OBTW, the descent point from 35000' for most jetliners is probably 90 to 105 nautical miles out depending on type and gross weight at TOD, which anyone with fifty hours in type could tell you from experience. That number is close enough because we get to play with the energy management most of the way down - turn points, adding drag and so on.

Happiness is not seeing another trite Ste. Maarten photo all week long.

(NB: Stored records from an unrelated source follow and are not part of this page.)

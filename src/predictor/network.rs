//! Residual convolutional policy/value/quality network
//!
//! # Architecture
//!
//! ```text
//! input [B, 17, 8, 8]
//!   └─ stem: conv3x3 → relu
//!   └─ N × residual block: conv3x3 → relu → conv3x3 → (+ skip) → relu
//!        ├─ policy:  conv1x1 → relu → linear → log-softmax   [B, 4672]
//!        ├─ value:   conv1x1 → relu → linear → relu → dropout → linear → sigmoid  [B, 1]
//!        └─ quality: conv1x1 → relu → linear → relu → dropout → linear          [B, 5]
//! ```
//!
//! There is no batch normalisation, so the network has no running
//! statistics: every piece of state lives in the trainable variables of the
//! [`nn::VarStore`] and a zero learning rate leaves it untouched.

use serde::{Deserialize, Serialize};
use tch::nn;
use tch::{Device, Kind, Tensor};
use tracing::info;

use super::{Prediction, Predictor, QUALITY_CLASSES};
use crate::encoding::{PositionTensor, ACTION_SPACE, BOARD_SIZE, PLANES};
use crate::error::{PredictorError, PredictorResult};

const HEAD_CHANNELS: i64 = 32;
const VALUE_HIDDEN: i64 = 256;
const QUALITY_HIDDEN: i64 = 128;
const CELLS: i64 = (BOARD_SIZE * BOARD_SIZE) as i64;

/// Size of the network
#[derive(Debug, Clone, PartialEq, Serialize, Deserialize)]
#[serde(default)]
pub struct NetworkConfig {
    /// Convolution channels in the trunk
    pub channels: i64,
    pub residual_blocks: usize,
    /// Dropout probability in the value and quality heads
    pub dropout: f64,
}

impl Default for NetworkConfig {
    fn default() -> Self {
        Self {
            channels: 64,
            residual_blocks: 4,
            dropout: 0.3,
        }
    }
}

struct ResidualBlock {
    conv1: nn::Conv2D,
    conv2: nn::Conv2D,
}

impl ResidualBlock {
    fn new(p: nn::Path, channels: i64) -> Self {
        let cfg = nn::ConvConfig {
            padding: 1,
            ..Default::default()
        };
        Self {
            conv1: nn::conv2d(&p / "conv1", channels, channels, 3, cfg),
            conv2: nn::conv2d(&p / "conv2", channels, channels, 3, cfg),
        }
    }

    fn forward(&self, xs: &Tensor) -> Tensor {
        let out = xs.apply(&self.conv1).relu().apply(&self.conv2);
        (out + xs).relu()
    }
}

/// Raw outputs of a forward pass over a batch
#[derive(Debug)]
pub struct NetOutput {
    /// Log-probabilities over policy indices, `[B, ACTION_SPACE]`
    pub policy: Tensor,
    /// Sigmoid value, `[B, 1]`
    pub value: Tensor,
    /// Unnormalised quality scores, `[B, QUALITY_CLASSES]`
    pub quality: Tensor,
}

/// The trainable predictor
pub struct PolicyNet {
    vs: nn::VarStore,
    config: NetworkConfig,
    stem: nn::Conv2D,
    blocks: Vec<ResidualBlock>,
    policy_conv: nn::Conv2D,
    policy_fc: nn::Linear,
    value_conv: nn::Conv2D,
    value_fc1: nn::Linear,
    value_fc2: nn::Linear,
    quality_conv: nn::Conv2D,
    quality_fc1: nn::Linear,
    quality_fc2: nn::Linear,
}

impl std::fmt::Debug for PolicyNet {
    fn fmt(&self, f: &mut std::fmt::Formatter<'_>) -> std::fmt::Result {
        f.debug_struct("PolicyNet")
            .field("config", &self.config)
            .field("device", &self.vs.device())
            .finish()
    }
}

impl PolicyNet {
    /// Fresh, randomly initialised network on the best available device
    pub fn new(config: &NetworkConfig) -> Self {
        Self::on_device(config, Device::cuda_if_available())
    }

    pub fn on_device(config: &NetworkConfig, device: Device) -> Self {
        let vs = nn::VarStore::new(device);
        let root = vs.root();
        let channels = config.channels;
        let same = nn::ConvConfig {
            padding: 1,
            ..Default::default()
        };
        let head = nn::ConvConfig::default();
        let flat = HEAD_CHANNELS * CELLS;

        let stem = nn::conv2d(&root / "stem", PLANES as i64, channels, 3, same);
        let blocks = (0..config.residual_blocks)
            .map(|i| ResidualBlock::new(root.sub("blocks").sub(i), channels))
            .collect();

        let policy_conv = nn::conv2d(&root / "policy_conv", channels, HEAD_CHANNELS, 1, head);
        let policy_fc = nn::linear(
            &root / "policy_fc",
            flat,
            ACTION_SPACE as i64,
            Default::default(),
        );
        let value_conv = nn::conv2d(&root / "value_conv", channels, HEAD_CHANNELS, 1, head);
        let value_fc1 = nn::linear(&root / "value_fc1", flat, VALUE_HIDDEN, Default::default());
        let value_fc2 = nn::linear(&root / "value_fc2", VALUE_HIDDEN, 1, Default::default());
        let quality_conv = nn::conv2d(&root / "quality_conv", channels, HEAD_CHANNELS, 1, head);
        let quality_fc1 = nn::linear(
            &root / "quality_fc1",
            flat,
            QUALITY_HIDDEN,
            Default::default(),
        );
        let quality_fc2 = nn::linear(
            &root / "quality_fc2",
            QUALITY_HIDDEN,
            QUALITY_CLASSES as i64,
            Default::default(),
        );

        info!(
            "[NET] Built network: {} channels, {} residual blocks, device {:?}",
            channels, config.residual_blocks, device
        );

        Self {
            vs,
            config: config.clone(),
            stem,
            blocks,
            policy_conv,
            policy_fc,
            value_conv,
            value_fc1,
            value_fc2,
            quality_conv,
            quality_fc1,
            quality_fc2,
        }
    }

    pub fn config(&self) -> &NetworkConfig {
        &self.config
    }

    pub fn device(&self) -> Device {
        self.vs.device()
    }

    pub fn var_store(&self) -> &nn::VarStore {
        &self.vs
    }

    pub fn var_store_mut(&mut self) -> &mut nn::VarStore {
        &mut self.vs
    }

    /// Forward pass over a `[B, 17, 8, 8]` batch; `train` enables dropout
    pub fn forward_t(&self, xs: &Tensor, train: bool) -> NetOutput {
        let batch = xs.size()[0];
        let mut trunk = xs.apply(&self.stem).relu();
        for block in &self.blocks {
            trunk = block.forward(&trunk);
        }

        let policy = trunk
            .apply(&self.policy_conv)
            .relu()
            .view([batch, -1])
            .apply(&self.policy_fc)
            .log_softmax(-1, Kind::Float);

        let value = trunk
            .apply(&self.value_conv)
            .relu()
            .view([batch, -1])
            .apply(&self.value_fc1)
            .relu()
            .dropout(self.config.dropout, train)
            .apply(&self.value_fc2)
            .sigmoid();

        let quality = trunk
            .apply(&self.quality_conv)
            .relu()
            .view([batch, -1])
            .apply(&self.quality_fc1)
            .relu()
            .dropout(self.config.dropout, train)
            .apply(&self.quality_fc2);

        NetOutput {
            policy,
            value,
            quality,
        }
    }
}

/// Stack encoded positions into a `[B, 17, 8, 8]` tensor on `device`
pub fn batch_tensor(positions: &[&PositionTensor], device: Device) -> Tensor {
    let mut data = Vec::with_capacity(positions.len() * PositionTensor::LEN);
    for position in positions {
        data.extend_from_slice(position.as_slice());
    }
    Tensor::from_slice(&data)
        .view([
            positions.len() as i64,
            PLANES as i64,
            BOARD_SIZE as i64,
            BOARD_SIZE as i64,
        ])
        .to_device(device)
}

fn to_vec(head: &'static str, tensor: &Tensor, expected: usize) -> PredictorResult<Vec<f32>> {
    let flat = tensor.to_kind(Kind::Float).reshape([-1]);
    let values = Vec::<f32>::try_from(&flat)?;
    if values.len() != expected {
        return Err(PredictorError::Shape {
            head,
            expected,
            actual: values.len(),
        });
    }
    Ok(values)
}

impl Predictor for PolicyNet {
    fn predict(&self, position: &PositionTensor) -> PredictorResult<Prediction> {
        let input = batch_tensor(&[position], self.device());
        let output = tch::no_grad(|| self.forward_t(&input, false));

        let policy = to_vec("policy", &output.policy.exp(), ACTION_SPACE)?;
        let quality = to_vec(
            "quality",
            &output.quality.softmax(-1, Kind::Float),
            QUALITY_CLASSES,
        )?;
        let value = output.value.f_double_value(&[0, 0])? as f32;

        Ok(Prediction {
            policy,
            value,
            quality,
        })
    }
}

#[cfg(test)]
mod tests {
    use super::*;
    use crate::encoding::encode;
    use chess_rules::GameState;

    fn small() -> NetworkConfig {
        NetworkConfig {
            channels: 8,
            residual_blocks: 1,
            dropout: 0.3,
        }
    }

    #[test]
    fn test_forward_shapes() {
        let net = PolicyNet::on_device(&small(), Device::Cpu);
        let start = encode(&GameState::new());
        let batch = batch_tensor(&[&start, &start, &start], Device::Cpu);

        let out = net.forward_t(&batch, true);
        assert_eq!(out.policy.size(), vec![3, ACTION_SPACE as i64]);
        assert_eq!(out.value.size(), vec![3, 1]);
        assert_eq!(out.quality.size(), vec![3, QUALITY_CLASSES as i64]);
    }

    #[test]
    fn test_prediction_is_normalised() {
        let net = PolicyNet::on_device(&small(), Device::Cpu);
        let prediction = net.predict(&encode(&GameState::new())).unwrap();

        assert_eq!(prediction.policy.len(), ACTION_SPACE);
        let total: f32 = prediction.policy.iter().sum();
        assert!((total - 1.0).abs() < 1e-3);

        assert!((0.0..=1.0).contains(&prediction.value));

        assert_eq!(prediction.quality.len(), QUALITY_CLASSES);
        let total: f32 = prediction.quality.iter().sum();
        assert!((total - 1.0).abs() < 1e-4);
    }

    #[test]
    fn test_inference_is_deterministic() {
        //! Dropout is off outside training
        let net = PolicyNet::on_device(&small(), Device::Cpu);
        let position = encode(&GameState::new());
        assert_eq!(
            net.predict(&position).unwrap(),
            net.predict(&position).unwrap()
        );
    }
}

Spencer From United Kingdom, joined Apr 2004, 1642 posts, RR: 15
Reply 12, posted (11 years 12 months 2 days 15 hours ago) and read 9902 times:

A rough guestimate is if you're at FL330, and you want to know your TOD point, in nm, then simply take the 33 from FL330, multiply by 3, and you have your 99nm TOD point. Works out pretty good on paper!
Spencer.

EOS1D4, 7D, 30D, 100-400/4.5-5.6 L IS USM, 70-200/2.8 L IS2 USM, 17-40 f4 L USM, 24-105 f4 L IS USM, 85 f1.8 USM

MITaero From United States of America, joined Jul 2003, 497 posts, RR: 7
Reply 13, posted (11 years 12 months 2 days 14 hours ago) and read 9887 times:

Guys -

it's a calculus exercise.. estimates and rules of thumb and other bits of info that aren't known to high-school teachers probably don't matter..

SlamClick From United States of America, joined Nov 2003, 10062 posts, RR: 66
Reply 14, posted (11 years 12 months 2 days 13 hours ago) and read 9880 times:

MITaero
Because all you can do with this exercise is generate a gee-whiz number that is completely unrelated to reality, I'd say it is the calculus exercise that does not relate to tech/ops.

If you are going to propose a mathematical question, why bother to pretend that it relates to the real world when the conditions themselves prevent that?

Happiness is not seeing another trite Ste. Maarten photo all week long.

MITaero From United States of America, joined Jul 2003, 497 posts, RR: 7
Reply 16, posted (11 years 12 months 2 days 7 hours ago) and read 9827 times:

It's an exercise meant to teach calculus, dude, that's all. Math books are full of these, but no one learns calculus until they complete them. It actually does help to put the problems in practical context just so students can understand the physical meanings of derivatives, integrals, etc.

haha, I had some extra paper left over from last summer (internship). i'm running out.

Yikes! From Canada, joined Oct 2001, 284 posts, RR: 1
Reply 17, posted (11 years 11 months 3 weeks 4 days 10 hours ago) and read 9696 times:

Neat discussion with regards "theory vs practise".

Me: (3 x altitude) + 10 nm for slowdown at 10K. Works like a charm, everytime.

BUT:Local knowledge comes to the forefront. Are they going to ask you to descend early? Are they going to ask you to slow down early? Are they going to ask you to hold?

In the execution of the low-drag approach, which commences at ToD, all these things must be taken into consideration.

Which brings one to the ONLY suitable philosophy in approach execution: LAR.